THE NEW YORK STOCK EXCHANGE.
BY HUBERT EARL.
A little gathering of men met under a buttonwood-tree in 1792, opposite what is now No. 60 Wall Street, and formed an association for the purpose of exchange and more ready current transaction of business. From this crude organization has grown the present New York Stock Exchange with its immense capital. Installed in a dignified edifice between Broad and New streets, with an entrance on Wall Street, its eleven hundred members transact business daily between 10 a.m. and 3 p.m. No transactions are allowed before or after these hours, a heavy fine being the penalty for each offence, and such contracts not being recognized by the governing committee of the Exchange.
A membership in the Stock Exchange is worth a small fortune, for the seats have sold as high as $32,500, though at present they do not bring over $18,000. The brokers are both rich and poor, but adding the value of the memberships to an estimated average capital of $100,000 for each member, $150,000,000 is a conservative figure of the capital invested.
To the casual visitor who finds himself leaning over the handsome balcony rail looking down upon the immense floor of the Board-Room the howling gesticulating crowd of brokers appears like a mob of lunatics, and the occasional half-clipped calls that rise to his ears justify the comparison. Sign-posts are placed about the floor, bearing the names of the different stocks dealt in, and around these posts the brokers gather to buy and sell. When a particular stock is what is termed active, the brokers dealing in it surge madly around the post assigned to it, and amid deafening yells make their contracts. An ideal broker is one whose face never betrays any emotion, but remains perfectly passive, whether his stock transactions net him an enormous gain or lose him a fortune.
Many brokers act as agents for firms, but most firms have their own representative always on the floor. At times, though, to prevent the discovery of a big deal or an attempt to corner the market in some particular stock, it is necessary to call in the service of more brokers. A percentage is paid for such service, the minimum being $2 for every hundred shares that are valued at $100 each.

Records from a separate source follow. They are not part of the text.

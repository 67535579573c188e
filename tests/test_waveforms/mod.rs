pub mod generators;
pub mod parameters;

pub use generators::{FailingGenerator, RecordingGenerator, TruncatingGenerator};
pub use parameters::{bns_parameters, gw170817_like, parameter_map};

The members know each other, and frequently in the crowd a broker will stand with his slips in one hand, his eyes glued upon his memoranda, and with his other hand emphasizing his calls with lunging jerks, as he sends forth such yells as "One hundred at 84." Again and again he repeats his yell, and then changes it to 83¾ for a hundred. "Take 'em," comes the cry, to which he answers, "Sold"; and then jots down the transaction, never once looking to see who the buyer was, but relying upon the voice, which he knows. These transactions are invariably fulfilled to the letter, and there is no record during the existence of the Exchange of such a contract being disacknowledged. If this broker wants the transaction sent to his firm, he jots it down on a slip, and before he can turn around, one of the fifty-odd gray-uniformed messengers on the floor takes it, and runs off to the side of the room to that broker's telephone, and hands the memorandum to the operator, who telephones his firm.

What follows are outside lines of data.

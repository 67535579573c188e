use std::collections::{BTreeMap, HashMap};

use serde::{Deserialize, Serialize};

use crate::error::{Result, TideError, ensure_finite, ensure_positive};
use crate::tides::MassPair;

/// Look up a required key in a sampler parameter map.
fn required(map: &HashMap<String, f64>, key: &str) -> Result<f64> {
    map.get(key)
        .copied()
        .ok_or_else(|| TideError::MissingParameter(key.to_string()))
}

fn required_all<const N: usize>(map: &HashMap<String, f64>, keys: &[&str; N]) -> Result<[f64; N]> {
    let mut out = [0.0; N];
    for (slot, key) in out.iter_mut().zip(keys) {
        *slot = required(map, key)?;
    }
    Ok(out)
}

/// Keys consumed by the parameter structs; anything else in a sampler map is
/// a waveform option.
const RESERVED_KEYS: [&str; 6] = [
    "lambda_s",
    "xi_tilde",
    "lambda_1",
    "lambda_2",
    "reference_frequency",
    "minimum_frequency",
];

/// Masses, spins, orientation and distance of a compact binary
///
/// These are passed through untouched to the waveform generator. The default
/// is a GW170817-like equal-mass system.
#[derive(Debug, Clone, Copy, PartialEq, Serialize, Deserialize)]
#[serde(default)]
pub struct BinaryParameters {
    /// Primary mass in solar masses
    pub mass_1: f64,
    /// Secondary mass in solar masses
    pub mass_2: f64,
    /// Luminosity distance in Mpc
    pub luminosity_distance: f64,
    pub a_1: f64,
    pub tilt_1: f64,
    pub phi_12: f64,
    pub a_2: f64,
    pub tilt_2: f64,
    pub phi_jl: f64,
    pub theta_jn: f64,
    pub phase: f64,
}

impl BinaryParameters {
    const KEYS: [&'static str; 11] = [
        "mass_1",
        "mass_2",
        "luminosity_distance",
        "a_1",
        "tilt_1",
        "phi_12",
        "a_2",
        "tilt_2",
        "phi_jl",
        "theta_jn",
        "phase",
    ];

    pub fn from_map(map: &HashMap<String, f64>) -> Result<Self> {
        let [
            mass_1,
            mass_2,
            luminosity_distance,
            a_1,
            tilt_1,
            phi_12,
            a_2,
            tilt_2,
            phi_jl,
            theta_jn,
            phase,
        ] = required_all(map, &Self::KEYS)?;
        Ok(Self {
            mass_1,
            mass_2,
            luminosity_distance,
            a_1,
            tilt_1,
            phi_12,
            a_2,
            tilt_2,
            phi_jl,
            theta_jn,
            phase,
        })
    }

    pub fn masses(&self) -> Result<MassPair> {
        MassPair::new(self.mass_1, self.mass_2)
    }

    /// Reject NaN/inf anywhere in the set before it reaches the generator.
    pub fn validate(&self) -> Result<()> {
        let values = [
            self.mass_1,
            self.mass_2,
            self.luminosity_distance,
            self.a_1,
            self.tilt_1,
            self.phi_12,
            self.a_2,
            self.tilt_2,
            self.phi_jl,
            self.theta_jn,
            self.phase,
        ];
        Self::KEYS
            .iter()
            .zip(values)
            .try_for_each(|(&key, value)| ensure_finite(key, value).map(|_| ()))?;
        self.masses()?;
        ensure_positive("luminosity_distance", self.luminosity_distance)?;
        Ok(())
    }
}

/// Parameters sampled when the tides are described by λs and ξ̃
#[derive(Debug, Clone, Copy, PartialEq, Serialize, Deserialize)]
#[serde(default)]
pub struct SourceParameters {
    #[serde(flatten)]
    pub binary: BinaryParameters,
    /// Symmetric tidal deformability (λ1 + λ2)/2
    pub lambda_s: f64,
    /// Dissipative tidal parameter; absent for the non-dissipative model
    #[serde(skip_serializing_if = "Option::is_none")]
    pub xi_tilde: Option<f64>,
}

impl SourceParameters {
    pub fn from_map(map: &HashMap<String, f64>) -> Result<Self> {
        Ok(Self {
            binary: BinaryParameters::from_map(map)?,
            lambda_s: required(map, "lambda_s")?,
            xi_tilde: map.get("xi_tilde").copied(),
        })
    }

    pub fn require_xi_tilde(&self) -> Result<f64> {
        self.xi_tilde
            .ok_or_else(|| TideError::MissingParameter("xi_tilde".to_string()))
    }
}

/// Parameter set handed to the waveform generator: component tidal
/// deformabilities instead of λs
#[derive(Debug, Clone, Copy, PartialEq, Serialize, Deserialize)]
pub struct BnsParameters {
    #[serde(flatten)]
    pub binary: BinaryParameters,
    pub lambda_1: f64,
    pub lambda_2: f64,
}

impl BnsParameters {
    pub fn from_map(map: &HashMap<String, f64>) -> Result<Self> {
        Ok(Self {
            binary: BinaryParameters::from_map(map)?,
            lambda_1: required(map, "lambda_1")?,
            lambda_2: required(map, "lambda_2")?,
        })
    }
}

/// Fixed waveform options shared by every likelihood evaluation
#[derive(Debug, Clone, PartialEq, Serialize, Deserialize)]
#[serde(default)]
pub struct WaveformArguments {
    /// Name of the underlying approximant, e.g. IMRPhenomPv2_NRTidal
    pub waveform_approximant: String,
    /// Reference frequency in Hz
    pub reference_frequency: f64,
    /// Low-frequency cutoff in Hz
    pub minimum_frequency: f64,
    /// Other numeric options forwarded untouched to the generator
    #[serde(skip_serializing_if = "BTreeMap::is_empty")]
    pub extra: BTreeMap<String, f64>,
}

impl WaveformArguments {
    /// Waveform options from a sampler keyword map; `reference_frequency` is required.
    pub fn from_map(map: &HashMap<String, f64>, waveform_approximant: &str) -> Result<Self> {
        let defaults = Self::default();
        let args = Self {
            waveform_approximant: waveform_approximant.to_string(),
            reference_frequency: required(map, "reference_frequency")?,
            minimum_frequency: map
                .get("minimum_frequency")
                .copied()
                .unwrap_or(defaults.minimum_frequency),
            extra: map
                .iter()
                .filter(|(key, _)| {
                    let key = key.as_str();
                    !RESERVED_KEYS.contains(&key) && !BinaryParameters::KEYS.contains(&key)
                })
                .map(|(key, &value)| (key.clone(), value))
                .collect(),
        };
        args.validate()?;
        Ok(args)
    }

    pub fn validate(&self) -> Result<()> {
        ensure_positive("reference_frequency", self.reference_frequency)?;
        ensure_positive("minimum_frequency", self.minimum_frequency)?;
        Ok(())
    }
}

impl Default for BinaryParameters {
    fn default() -> Self {
        Self {
            mass_1: 1.38,
            mass_2: 1.38,
            luminosity_distance: 40.0,
            a_1: 0.0,
            tilt_1: 0.0,
            phi_12: 0.0,
            a_2: 0.0,
            tilt_2: 0.0,
            phi_jl: 0.0,
            theta_jn: 2.64,
            phase: 0.0,
        }
    }
}

impl Default for SourceParameters {
    fn default() -> Self {
        Self {
            binary: BinaryParameters::default(),
            lambda_s: 584.0,
            xi_tilde: Some(0.0),
        }
    }
}

impl Default for WaveformArguments {
    fn default() -> Self {
        Self {
            waveform_approximant: "IMRPhenomPv2_NRTidal".to_string(),
            reference_frequency: 50.0,
            minimum_frequency: 40.0,
            extra: BTreeMap::new(),
        }
    }
}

Should a firm want to talk with their representative over the telephone, it is necessary to call him off the floor. As none but members are allowed on the floor, and no voice is strong enough to be heard calling above the fearful screech of bids and offers, a number system was devised for this purpose. Each broker has a number, and a rack on one of the walls has a corresponding number. A call is sent to the boy who works the annunciator to put up, say, 48. He pulls a knob, and instantly that number is exposed on the rack. Every now and then each broker glances at his rack, and when he sees his number he goes out either to the telephone or to the messenger or person who may want to see him. This silent call is discontinued after it has served its purpose.
There are a large number of telephones required, and a number of alleyways are partitioned off at the sides of the floor, in which line after line of telephones are placed, each one with its operator, who never leaves it. Then there is the telegraph service. Every transaction of any importance is sent over the wires. It has hardly taken place before the anxious watcher at some ticker reads its record on the tape, whether it be one hundred yards from the floor of the Exchange or a thousand miles away. If he is holding any particular stock that has advanced, and wishing to take advantage of the fact, he decides to sell, he telegraphs his New York brokers to sell for him. They telephone their representative on the floor of the Exchange, and in a very short time these shares are being offered, and the owner, probably miles away, watching the tape of his ticker, notes with a smile of satisfaction the records unfolding before him: 100 shares at 87-3/8, 300 shares 87¼, 200 shares at 87, and so on. These shares may have been purchased by him around 79 or 80, or possibly much less, and the transaction nets him a neat profit. It is often the reverse, though, and almost fortunes are made and lost daily by such speculations.
The stock-brokers do not like long words, as is evidenced in the terms they have regulated into a dialect of their own. To the uninitiated it is very confusing to hear such remarks as "long of stocks," "holding for a raise," "ballooning a stock," "saddling the market," "gunning a stock," etc., etc. Many of these terms are pithy, and very much to the point.
The stock-broker is generally a generous, genial, happy sort of person, well dressed, and, for a life of mental strain, with a reverse of fortune liable to strike him at any time, he keeps in wonderfully good spirits.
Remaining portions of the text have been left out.